• _Work to complete_
Where a line below has the string "FilterConfig" in it, include it in the count, and give that count alone.

:: Data to use ::

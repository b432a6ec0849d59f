/// DataGrid Predicate Engine
///
/// The filtering stage. A record is included iff it satisfies the free-text
/// search predicate (OR across the configured search fields, case-insensitive
/// substring) AND every active per-field filter (case-insensitive exact match
/// on the string form of the field).
///
/// Filtering produces an index mapping into the raw dataset rather than a
/// copied record set, so downstream stages observe a subset by construction
/// and the raw dataset is never touched.

use crate::column::ValueGetter;
use crate::record::{display_text, field_text, Record};
use serde::{Deserialize, Serialize};
use serde_json::Value;
use std::collections::{BTreeSet, HashMap};
use std::rc::Rc;

/// Sentinel filter value meaning "no constraint".
pub const ALL_VALUE: &str = "";

/// One field the free-text search runs over.
///
/// Either a plain field name, a composite of several fields (searched over
/// their concatenation, joined by single spaces), or a derived value.
#[derive(Clone)]
pub enum SearchField {
    /// Plain field lookup.
    Key(String),
    /// Concatenation of several fields, joined by single spaces.
    Keys(Vec<String>),
    /// Derived value computed from the whole record.
    Getter(ValueGetter),
}

impl SearchField {
    /// Searches a single field.
    pub fn key(key: impl Into<String>) -> Self {
        SearchField::Key(key.into())
    }

    /// Searches across the concatenation of several fields.
    pub fn keys<I, S>(keys: I) -> Self
    where
        I: IntoIterator<Item = S>,
        S: Into<String>,
    {
        SearchField::Keys(keys.into_iter().map(Into::into).collect())
    }

    /// Searches a value derived from the whole record.
    pub fn getter<F>(getter: F) -> Self
    where
        F: Fn(&Record) -> Value + 'static,
    {
        SearchField::Getter(Rc::new(getter))
    }

    /// The text the search predicate runs over for one record.
    /// Missing and null fields coerce to empty strings.
    pub fn text(&self, record: &Record) -> String {
        match self {
            SearchField::Key(key) => field_text(record, key),
            SearchField::Keys(keys) => keys
                .iter()
                .map(|key| field_text(record, key))
                .collect::<Vec<_>>()
                .join(" "),
            SearchField::Getter(getter) => display_text(&getter(record)),
        }
    }
}

impl From<&str> for SearchField {
    fn from(key: &str) -> Self {
        SearchField::key(key)
    }
}

/// One selectable filter option.
#[derive(Debug, Clone, PartialEq, Eq, Serialize, Deserialize)]
pub struct FilterOption {
    pub label: String,
    pub value: String,
}

impl FilterOption {
    pub fn new(label: impl Into<String>, value: impl Into<String>) -> Self {
        FilterOption {
            label: label.into(),
            value: value.into(),
        }
    }

    /// The "all" sentinel option: selecting it clears the constraint.
    pub fn all() -> Self {
        FilterOption::new("All", ALL_VALUE)
    }
}

/// Where a filter's option set comes from.
#[derive(Debug, Clone, PartialEq, Eq, Default, Serialize, Deserialize)]
#[serde(rename_all = "snake_case")]
pub enum FilterOptions {
    /// Explicitly provided options, used verbatim.
    Static(Vec<FilterOption>),
    /// Distinct values of the field across the raw dataset, with the "all"
    /// sentinel prepended.
    #[default]
    Dynamic,
}

/// Configuration for one exact-match field filter.
///
/// # Examples
///
/// ```
/// use datagrid::{FilterConfig, FilterOption};
///
/// let dept = FilterConfig::dynamic("dept", "Department").with_tag("blue");
/// let status = FilterConfig::with_options(
///     "status",
///     "Status",
///     vec![
///         FilterOption::all(),
///         FilterOption::new("Active", "active"),
///         FilterOption::new("Suspended", "suspended"),
///     ],
/// );
/// assert_eq!(dept.field, "dept");
/// assert_eq!(status.label, "Status");
/// ```
#[derive(Debug, Clone, PartialEq, Eq, Serialize, Deserialize)]
pub struct FilterConfig {
    /// Record field the filter matches against.
    pub field: String,
    /// Display label.
    pub label: String,
    /// Option source.
    #[serde(default)]
    pub options: FilterOptions,
    /// Tag color hint for the presentation layer.
    #[serde(default)]
    pub tag: Option<String>,
}

impl FilterConfig {
    /// A filter whose options derive from the dataset.
    pub fn dynamic(field: impl Into<String>, label: impl Into<String>) -> Self {
        FilterConfig {
            field: field.into(),
            label: label.into(),
            options: FilterOptions::Dynamic,
            tag: None,
        }
    }

    /// A filter with an explicitly provided option list.
    pub fn with_options(
        field: impl Into<String>,
        label: impl Into<String>,
        options: Vec<FilterOption>,
    ) -> Self {
        FilterConfig {
            field: field.into(),
            label: label.into(),
            options: FilterOptions::Static(options),
            tag: None,
        }
    }

    /// Sets the tag color hint.
    pub fn with_tag(mut self, tag: impl Into<String>) -> Self {
        self.tag = Some(tag.into());
        self
    }

    /// Resolves the option list against a dataset.
    ///
    /// Dynamic filters must always be given the raw, pre-filter dataset so
    /// the option list never shrinks as the user narrows the view.
    pub fn options_for(&self, records: &[Record]) -> Vec<FilterOption> {
        match &self.options {
            FilterOptions::Static(options) => options.clone(),
            FilterOptions::Dynamic => dynamic_options(records, &self.field),
        }
    }
}

/// Derives the distinct values of `field` across the dataset as filter
/// options, "all" sentinel first. Values are returned in string order so the
/// option list is deterministic across reloads.
pub fn dynamic_options(records: &[Record], field: &str) -> Vec<FilterOption> {
    let mut distinct = BTreeSet::new();
    for record in records {
        let text = field_text(record, field);
        if !text.is_empty() {
            distinct.insert(text);
        }
    }

    let mut options = Vec::with_capacity(distinct.len() + 1);
    options.push(FilterOption::all());
    options.extend(distinct.into_iter().map(|value| FilterOption::new(value.clone(), value)));
    options
}

/// Free-text predicate: true when the search text is empty, or when any
/// search field's derived text contains it case-insensitively.
pub fn matches_search(record: &Record, search_text: &str, fields: &[SearchField]) -> bool {
    if search_text.is_empty() {
        return true;
    }
    let needle = search_text.to_lowercase();
    fields
        .iter()
        .any(|field| field.text(record).to_lowercase().contains(&needle))
}

/// Per-field filter predicate: true when every active entry matches the
/// string form of the record's field case-insensitively and exactly.
/// Entries with an empty value impose no constraint.
pub fn matches_filters(record: &Record, active: &HashMap<String, String>) -> bool {
    active.iter().all(|(field, selected)| {
        if selected.is_empty() {
            return true;
        }
        field_text(record, field).to_lowercase() == selected.to_lowercase()
    })
}

/// Runs both predicates over the dataset, returning the indices of the
/// records that satisfy the search AND every active filter. The result is a
/// subset of `0..records.len()` in dataset order.
pub fn filter_indices(
    records: &[Record],
    search_text: &str,
    active: &HashMap<String, String>,
    fields: &[SearchField],
) -> Vec<usize> {
    records
        .iter()
        .enumerate()
        .filter(|(_, record)| {
            matches_search(record, search_text, fields) && matches_filters(record, active)
        })
        .map(|(index, _)| index)
        .collect()
}

/// Convenience wrapper returning the matching records themselves.
pub fn filter_records(
    records: &[Record],
    search_text: &str,
    active: &HashMap<String, String>,
    fields: &[SearchField],
) -> Vec<Record> {
    filter_indices(records, search_text, active, fields)
        .into_iter()
        .map(|index| records[index].clone())
        .collect()
}

#[cfg(test)]
mod tests {
    use super::*;
    use crate::record::into_record;
    use serde_json::json;

    fn staff() -> Vec<Record> {
        vec![
            into_record(json!({"name": "Amadou", "dept": "Info", "exp": 3})).unwrap(),
            into_record(json!({"name": "Fatou", "dept": "Info", "exp": 7})).unwrap(),
            into_record(json!({"name": "Eve", "dept": "Math", "exp": 1})).unwrap(),
        ]
    }

    fn no_filters() -> HashMap<String, String> {
        HashMap::new()
    }

    #[test]
    fn test_search_substring_case_insensitive() {
        let records = staff();
        let fields = vec![SearchField::key("name")];

        // "a" matches Amadou and Fatou but not Eve.
        let hits = filter_indices(&records, "a", &no_filters(), &fields);
        assert_eq!(hits, vec![0, 1]);

        let hits = filter_indices(&records, "EVE", &no_filters(), &fields);
        assert_eq!(hits, vec![2]);
    }

    #[test]
    fn test_empty_search_passes_everything() {
        let records = staff();
        let fields = vec![SearchField::key("name")];
        let hits = filter_indices(&records, "", &no_filters(), &fields);
        assert_eq!(hits, vec![0, 1, 2]);
    }

    #[test]
    fn test_search_and_filter_are_anded() {
        let records = staff();
        let fields = vec![SearchField::key("name")];
        let mut active = HashMap::new();
        active.insert("dept".to_string(), "Math".to_string());

        // Search "a" matches Amadou/Fatou, filter dept=Math matches Eve:
        // the intersection is empty.
        let hits = filter_indices(&records, "a", &active, &fields);
        assert!(hits.is_empty());
    }

    #[test]
    fn test_filter_exact_not_substring() {
        let records = staff();
        let fields = vec![SearchField::key("name")];
        let mut active = HashMap::new();
        active.insert("dept".to_string(), "Inf".to_string());

        // "Inf" is a substring of "Info" but filters match exactly.
        let hits = filter_indices(&records, "", &active, &fields);
        assert!(hits.is_empty());

        active.insert("dept".to_string(), "info".to_string());
        let hits = filter_indices(&records, "", &active, &fields);
        assert_eq!(hits, vec![0, 1]);
    }

    #[test]
    fn test_multiple_filters_all_must_match() {
        let records = staff();
        let fields = vec![SearchField::key("name")];
        let mut active = HashMap::new();
        active.insert("dept".to_string(), "Info".to_string());
        active.insert("exp".to_string(), "7".to_string());

        let hits = filter_indices(&records, "", &active, &fields);
        assert_eq!(hits, vec![1]);
    }

    #[test]
    fn test_empty_filter_value_is_no_constraint() {
        let records = staff();
        let fields = vec![SearchField::key("name")];
        let mut active = HashMap::new();
        active.insert("dept".to_string(), String::new());

        let hits = filter_indices(&records, "", &active, &fields);
        assert_eq!(hits, vec![0, 1, 2]);
    }

    #[test]
    fn test_composite_search_field() {
        let records = vec![
            into_record(json!({"first": "Awa", "last": "Ba"})).unwrap(),
            into_record(json!({"first": "Omar", "last": "Sy"})).unwrap(),
        ];
        let fields = vec![SearchField::keys(["first", "last"])];

        // The needle spans the space between the concatenated parts.
        let hits = filter_indices(&records, "wa b", &no_filters(), &fields);
        assert_eq!(hits, vec![0]);
    }

    #[test]
    fn test_getter_search_field() {
        let records = staff();
        let fields = vec![SearchField::getter(|record| {
            json!(format!(
                "{} ({} yrs)",
                field_text(record, "name"),
                field_text(record, "exp")
            ))
        })];

        let hits = filter_indices(&records, "(7 yrs)", &no_filters(), &fields);
        assert_eq!(hits, vec![1]);
    }

    #[test]
    fn test_missing_search_field_never_panics() {
        let records = staff();
        let fields = vec![SearchField::key("no_such_field")];
        let hits = filter_indices(&records, "a", &no_filters(), &fields);
        assert!(hits.is_empty());
    }

    #[test]
    fn test_filter_is_idempotent() {
        let records = staff();
        let fields = vec![SearchField::key("name")];
        let mut active = HashMap::new();
        active.insert("dept".to_string(), "Info".to_string());

        let first = filter_indices(&records, "a", &active, &fields);
        let second = filter_indices(&records, "a", &active, &fields);
        assert_eq!(first, second);
    }

    #[test]
    fn test_dynamic_options_from_full_dataset() {
        let records = staff();
        let options = dynamic_options(&records, "dept");
        assert_eq!(options[0], FilterOption::all());
        let values: Vec<&str> = options[1..].iter().map(|o| o.value.as_str()).collect();
        assert_eq!(values, vec!["Info", "Math"]);
    }

    #[test]
    fn test_dynamic_options_skip_missing_values() {
        let records = vec![
            into_record(json!({"dept": "Info"})).unwrap(),
            into_record(json!({"dept": null})).unwrap(),
            into_record(json!({})).unwrap(),
        ];
        let options = dynamic_options(&records, "dept");
        assert_eq!(options.len(), 2); // sentinel + "Info"
    }

    #[test]
    fn test_static_options_used_verbatim() {
        let config = FilterConfig::with_options(
            "status",
            "Status",
            vec![FilterOption::all(), FilterOption::new("Active", "active")],
        );
        let options = config.options_for(&staff());
        assert_eq!(options.len(), 2);
        assert_eq!(options[1].value, "active");
    }

    #[test]
    fn test_filter_records_subset_of_dataset() {
        let records = staff();
        let fields = vec![SearchField::key("name")];
        let kept = filter_records(&records, "a", &no_filters(), &fields);
        assert_eq!(kept.len(), 2);
        for record in &kept {
            assert!(records.contains(record));
        }
        // The raw dataset is untouched.
        assert_eq!(records.len(), 3);
    }
}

:::

• _Answer below_
8